My family was very confused and upset when I made these biscuits and they were not accompanied by sausage gravy. This is my pregnancy craving, not theirs, so I made what I wanted! Ha! David’s birthday is coming up and we will be having biscuits and gravy for his birthday breakfast as we do every year. So their cravings will soon be satisfied, too.
Back to me and my cravings. I first started making flaky butter biscuits in culinary school and this recipe is the same one I learned there. Some people will argue that the fat in biscuits can only be lard as it makes a superior flake and mouthfeel. Consider this: butter has flavor! Lard does not. Well it does, sort of, but not butter flavor! So I use butter in my biscuits and they come out perfectly flaky and amazing every time.

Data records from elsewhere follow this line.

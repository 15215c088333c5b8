//! Broadcast command - one templated issue on every repository an
//! awesome-list links to

use crate::cli::progress::{print_summary, CliProgress, SpinnerPacer};
use crate::cli::style::{check, Stylize};
use crate::cli::{confirm_creation, GlobalOptions};
use anstream::println;
use issue_seeder::config::web_host;
use issue_seeder::discover::RepoExtractor;
use issue_seeder::error::{Error, Result};
use issue_seeder::platform::create_issue_tracker;
use issue_seeder::reconcile::run_batch;
use issue_seeder::source::load_template;
use issue_seeder::types::{TargetRepository, WorkItem};
use std::path::Path;

/// Run the broadcast command
pub async fn run_broadcast(options: &GlobalOptions, template: &Path, source: &str) -> Result<()> {
    let candidate = load_template(template)?;
    let source = TargetRepository::parse(source).ok_or_else(|| {
        Error::Config(format!("source repository must be owner/name, got {source:?}"))
    })?;
    let tracker = create_issue_tracker(&options.api_url).await?;

    println!("{}", "Awesome-list issue broadcast".emphasis());
    if options.run.dry_run {
        println!("{}", "Dry run - no issues will be created".muted());
    }
    println!("Issue title: {}", candidate.title.accent());
    let labels = if candidate.labels.is_empty() {
        "(none)".to_string()
    } else {
        candidate.labels.join(", ")
    };
    println!("Issue labels: {}", labels.muted());
    println!();

    println!("Fetching README from {}...", source.accent());
    let readme = tracker.fetch_readme(&source).await?;
    println!("{} README fetched ({} chars)", check(), readme.chars().count());

    let extractor = RepoExtractor::new(&web_host(&options.api_url)?, source.clone());
    let repos = extractor.extract(&readme);
    if repos.is_empty() {
        println!("No repositories found in README. Nothing to do.");
        return Ok(());
    }

    println!(
        "Found {} unique repositor{}:",
        repos.len().accent(),
        if repos.len() == 1 { "y" } else { "ies" }
    );
    for (idx, repo) in repos.iter().enumerate() {
        println!("  {:>3}. {repo}", idx + 1);
    }
    println!();

    if !confirm_creation(options, repos.len(), "the repositories above")? {
        println!("Aborted.");
        return Ok(());
    }

    let items: Vec<WorkItem> = repos
        .into_iter()
        .map(|target| WorkItem {
            candidate: candidate.clone(),
            target,
        })
        .collect();

    let progress = CliProgress {
        show_titles: false,
        verbose: options.verbose,
    };
    let report = run_batch(
        &items,
        tracker.as_ref(),
        &options.run,
        None,
        &SpinnerPacer,
        &progress,
    )
    .await;

    print_summary(&report, options.run.dry_run, false);
    Ok(())
}
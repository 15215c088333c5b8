//! Progress callback trait for interface-agnostic updates
//!
//! Reconciliation never prints. Interfaces receive updates through this trait
//! and decide how to present them.

use crate::error::Error;
use crate::types::{Board, ItemOutcome, WorkItem};
use async_trait::async_trait;
use std::fmt;

/// Step within one work item
#[derive(Debug, Clone, Copy, PartialEq, Eq)]
pub enum Step {
    /// Checking whether the target accepts issues
    Probing,
    /// Looking for an open issue with the same title
    CheckingDuplicates,
    /// Creating the issue
    Creating,
    /// Linking the created issue into a board
    AddingToBoard,
}

impl fmt::Display for Step {
    fn fmt(&self, f: &mut fmt::Formatter<'_>) -> fmt::Result {
        let text = match self {
            Self::Probing => "Checking repository access",
            Self::CheckingDuplicates => "Checking for existing issue",
            Self::Creating => "Creating issue",
            Self::AddingToBoard => "Adding to project board",
        };
        f.write_str(text)
    }
}

/// Progress callback trait
#[async_trait]
pub trait ProgressCallback: Send + Sync {
    /// Called before a work item is reconciled (`position` is 1-based)
    async fn on_item_start(&self, position: usize, total: usize, item: &WorkItem);

    /// Called when a work item enters a step
    async fn on_step(&self, step: Step);

    /// Called with the outcome of a work item
    async fn on_outcome(&self, outcome: &ItemOutcome);

    /// Called after a created issue was linked into a board
    async fn on_board_linked(&self, board: &Board);

    /// Called when an error occurs that does not change the outcome
    async fn on_error(&self, error: &Error);
}

/// No-op progress callback for testing or when progress isn't needed
pub struct NoopProgress;

#[async_trait]
impl ProgressCallback for NoopProgress {
    async fn on_item_start(&self, _position: usize, _total: usize, _item: &WorkItem) {}
    async fn on_step(&self, _step: Step) {}
    async fn on_outcome(&self, _outcome: &ItemOutcome) {}
    async fn on_board_linked(&self, _board: &Board) {}
    async fn on_error(&self, _error: &Error) {}
}
//! Sequential batch driver
//!
//! Work items are reconciled strictly in order, one outstanding request at a
//! time, with a fixed pause between consecutive items.

use crate::config::RunConfig;
use crate::error::Error;
use crate::platform::IssueTracker;
use crate::reconcile::engine::{reconcile, ReconcileOptions};
use crate::reconcile::ProgressCallback;
use crate::report::Summary;
use crate::types::{Board, BoardRef, ItemOutcome, WorkItem};
use async_trait::async_trait;
use std::time::Duration;

/// Pause between consecutive work items
#[async_trait]
pub trait Pacer: Send + Sync {
    /// Suspend for `delay`
    async fn pause(&self, delay: Duration);
}

/// Pacer that sleeps on the tokio timer
pub struct SleepPacer;

#[async_trait]
impl Pacer for SleepPacer {
    async fn pause(&self, delay: Duration) {
        tokio::time::sleep(delay).await;
    }
}

/// Ordered outcomes of a batch run
#[derive(Debug, Clone, Default)]
pub struct BatchReport {
    /// One entry per work item, in processing order
    pub outcomes: Vec<ItemOutcome>,
}

impl BatchReport {
    /// Tally outcomes by category
    pub fn summary(&self) -> Summary {
        Summary::from_outcomes(&self.outcomes)
    }
}

/// Reconcile every work item in order
///
/// The pacer is invoked between items, never after the last one.
pub async fn run_batch(
    items: &[WorkItem],
    tracker: &dyn IssueTracker,
    config: &RunConfig,
    board: Option<&Board>,
    pacer: &dyn Pacer,
    progress: &dyn ProgressCallback,
) -> BatchReport {
    let options = ReconcileOptions {
        dry_run: config.dry_run,
        board,
    };
    let total = items.len();
    let mut report = BatchReport::default();

    for (idx, item) in items.iter().enumerate() {
        progress.on_item_start(idx + 1, total, item).await;

        let outcome = reconcile(&item.candidate, &item.target, tracker, options, progress).await;
        tracing::info!(repo = %item.target, outcome = outcome.label(), "item reconciled");

        let item_outcome = ItemOutcome {
            target: item.target.clone(),
            title: item.candidate.title.clone(),
            outcome,
        };
        progress.on_outcome(&item_outcome).await;
        report.outcomes.push(item_outcome);

        if idx + 1 < total {
            pacer.pause(config.delay).await;
        }
    }

    report
}

/// Resolve the board for a run, if one was requested
///
/// Lookup failures are reported and the run continues without a board.
pub async fn resolve_board(
    tracker: &dyn IssueTracker,
    board: Option<&BoardRef>,
    progress: &dyn ProgressCallback,
) -> Option<Board> {
    let board_ref = board?;

    match tracker.find_board(&board_ref.org, board_ref.number).await {
        Ok(Some(found)) => Some(found),
        Ok(None) => {
            progress
                .on_error(&Error::Platform(format!(
                    "Could not find project #{} in {}; issues will not be added to a board",
                    board_ref.number, board_ref.org
                )))
                .await;
            None
        }
        Err(e) => {
            tracing::warn!(org = %board_ref.org, number = board_ref.number, error = %e, "board lookup failed");
            progress
                .on_error(&Error::Platform(format!(
                    "Could not look up project #{} in {}: {}",
                    board_ref.number,
                    board_ref.org,
                    e.reason()
                )))
                .await;
            None
        }
    }
}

The real key to flaky biscuits is in the mixing method. Cold butter is important, as is real butter (no margarine or other sad substitutes!), but the mixing and folding is really key. Use your hands, two butter knives, or a pastry blender to cut in the butter to the flour just until it reaches a large pea size. Then use the same technique to mix in the milk just until everything is moistened. You don’t want to overwork the flour!

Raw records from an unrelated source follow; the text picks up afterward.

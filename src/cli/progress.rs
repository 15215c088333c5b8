//! CLI progress callback, spinner pacer and run summary

use crate::cli::style::{arrow, check, cross, dash, hyperlink_url, spinner_style, Stream, Stylize};
use anstream::{eprintln, println};
use async_trait::async_trait;
use indicatif::ProgressBar;
use issue_seeder::error::Error;
use issue_seeder::reconcile::{BatchReport, Pacer, ProgressCallback, Step};
use issue_seeder::report::select;
use issue_seeder::types::{Board, ItemOutcome, Outcome, SkipReason, WorkItem};
use std::time::Duration;

/// CLI progress callback that prints to stdout with styled output
///
/// Two modes:
/// - per-repository (broadcast): one candidate, many targets; lines show the target
/// - per-row (proposals): many candidates, one target; lines show the title
pub struct CliProgress {
    /// Show candidate titles rather than target repositories
    pub show_titles: bool,
    /// Print each reconciliation step
    pub verbose: bool,
}

#[async_trait]
impl ProgressCallback for CliProgress {
    async fn on_item_start(&self, position: usize, total: usize, item: &WorkItem) {
        let counter = format!("[{position}/{total}]");
        if self.show_titles {
            let title = if item.candidate.has_title() {
                item.candidate.title.as_str()
            } else {
                "(untitled row)"
            };
            println!("{} {}", counter.muted(), title.accent());
        } else {
            println!("{} {}", counter.muted(), item.target.accent());
        }
    }

    async fn on_step(&self, step: Step) {
        if self.verbose {
            println!("  {}...", step.to_string().muted());
        }
    }

    async fn on_outcome(&self, outcome: &ItemOutcome) {
        match &outcome.outcome {
            Outcome::Created { url } => {
                println!(
                    "  {} Created issue {}",
                    check(),
                    hyperlink_url(Stream::Stdout, url)
                );
            }
            Outcome::WouldCreate => {
                println!(
                    "  {} {} Would create issue on {}",
                    arrow(),
                    "[dry run]".muted(),
                    outcome.target.accent()
                );
            }
            Outcome::Duplicate { url } => {
                println!(
                    "  {} Issue already exists: {}",
                    dash(),
                    hyperlink_url(Stream::Stdout, url)
                );
            }
            Outcome::Skipped { reason } => {
                println!("  {} Skipped: {}", dash(), reason.to_string().warn().for_stdout());
            }
            Outcome::Failed { reason } => {
                eprintln!("  {} Failed: {}", cross(), reason.error());
            }
        }
    }

    async fn on_board_linked(&self, board: &Board) {
        println!("  {} Added to project board #{}", check(), board.number);
    }

    async fn on_error(&self, err: &Error) {
        eprintln!("  {}: {}", "warning".warn(), err);
    }
}

/// Pacer that shows a spinner while waiting between requests
pub struct SpinnerPacer;

#[async_trait]
impl Pacer for SpinnerPacer {
    async fn pause(&self, delay: Duration) {
        if delay.is_zero() {
            return;
        }
        let spinner = ProgressBar::new_spinner();
        spinner.set_style(spinner_style());
        spinner.set_message(format!(
            "Waiting {:.1}s before next request...",
            delay.as_secs_f64()
        ));
        spinner.enable_steady_tick(Duration::from_millis(80));
        tokio::time::sleep(delay).await;
        spinner.finish_and_clear();
    }
}

/// Print the end-of-run tally and per-category listings
pub fn print_summary(report: &BatchReport, dry_run: bool, show_titles: bool) {
    let summary = report.summary();
    let outcomes = &report.outcomes;

    println!();
    println!("{}", "Summary".emphasis());
    if dry_run {
        println!("  {} Would create: {}", arrow(), summary.would_create.accent());
    } else {
        println!("  {} Created: {}", check(), summary.created.success());
    }
    println!("  {} Duplicates: {}", dash(), summary.duplicates.accent());
    println!("  {} Skipped: {}", dash(), summary.skipped.accent());
    println!("  {} Failed: {}", cross().for_stdout(), summary.failed.accent());

    print_section(
        "Created",
        show_titles,
        select(outcomes, |o| matches!(o, Outcome::Created { .. })),
    );
    print_section(
        "Would create",
        show_titles,
        select(outcomes, |o| matches!(o, Outcome::WouldCreate)),
    );
    print_section(
        "Duplicates",
        show_titles,
        select(outcomes, |o| matches!(o, Outcome::Duplicate { .. })),
    );
    print_section(
        "Skipped",
        show_titles,
        select(outcomes, |o| matches!(o, Outcome::Skipped { .. })),
    );
    print_section(
        "Failed",
        show_titles,
        select(outcomes, |o| matches!(o, Outcome::Failed { .. })),
    );
}

fn print_section<'a>(
    heading: &str,
    show_titles: bool,
    items: impl Iterator<Item = &'a ItemOutcome>,
) {
    let mut items = items.peekable();
    if items.peek().is_none() {
        return;
    }

    println!();
    println!("{}:", heading.emphasis());
    for item in items {
        let subject = describe(item, show_titles);
        match &item.outcome {
            Outcome::Created { url } | Outcome::Duplicate { url } => {
                println!("  {subject} {} {}", "→".muted(), hyperlink_url(Stream::Stdout, url));
            }
            Outcome::WouldCreate => println!("  {subject}"),
            Outcome::Skipped { reason } => println!("  {subject}: {}", reason.muted()),
            Outcome::Failed { reason } => println!("  {subject}: {}", reason.muted()),
        }
    }
}

/// Title for rows, repository for broadcast targets
fn describe(item: &ItemOutcome, show_titles: bool) -> String {
    match item.outcome {
        Outcome::Skipped {
            reason: SkipReason::MissingTitle,
        } => "Row with no dApp name/use case".to_string(),
        _ if show_titles => item.title.clone(),
        _ => item.target.to_string(),
    }
}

The dough will not really look like a dough capable of holding together. That’s good. This is called a “shaggy” dough. You can see the lumps of butter, you can feel the slight moistness from the milk, but it will feel like it needs more liquid. Don’t add more!
Dump your shaggy dough onto a lightly floured, wooden surface and gently pat it into a disk or square about 2 inches tall. Now slide your hands under one half of the dough and fold it over onto the other half of the dough. Gently press the dough again into a 2 inch tall disk. Scrape up any loose dough and place it in the center of your disk. Again, slide your hands under one half of the dough and fold it over on top of the other half. Repeat this process 3-4 times, until the dough is holding together. Gently pat the dough into a 2-inch tall rectangle, square, or circle, depending on what shape you want your biscuits.
I usually shape my dough into a rectangle and use a sharp serrated knife to cut square biscuits. This method makes no wasted dough and you won’t need to do any extra folding. You can use a biscuit cutter or pint glass to make round biscuits if you prefer. You will have dough scraps left over. Pile them all on top of each other and gently press into a 2 inch tall disk again and continue cutting biscuits. The last few biscuits you get from this dough might look a little funny or be on the smaller side.
As I said previously, my recent craving has been to make these flaky butter biscuits into sausage and egg sandwiches, but I also love a good jam spread on my open biscuits, and sometimes just a drizzle of honey. The great thing about biscuits is that they can be paired with breakfast, lunch, dinner, or eaten on their own. And if you ask my family, they need to be accompanied by a good sausage gravy. What is your favorite way to enjoy homemade biscuits?
- 568 grams (2 cups) all purpose flour
- 568 grams (2 cups) bread flour
- 6 grams (1 teaspoon) kosher salt
- 32 grams (4 teaspoons) baking powder
- 227 grams (1 stick) unsalted butter, cold
- 13 fluid ounces (1 1/2 cups) whole milk, cold
- Preheat the oven to 400F
- In a large bowl, whisk together the flours, salt, and baking powder.
- Chop the butter into small pieces and add it to the flour mixture.
- Use your fingertips, 2 butter knives, or a pastry blender to cut the butter into the flour until it resembles coarse crumbs, about pea sized pieces.
- Gradually add in the milk until the flour is just moistened. You might not need the full amount.
- Transfer the just moistened dough to a lightly floured surface and fold together until the dough holds together.
- Shape into a 2-inch-tall rectangle and use a serrated knife to cut into 12 squares.
- Transfer the biscuits to a baking sheet and bake until golden brown, about 20-25 minutes.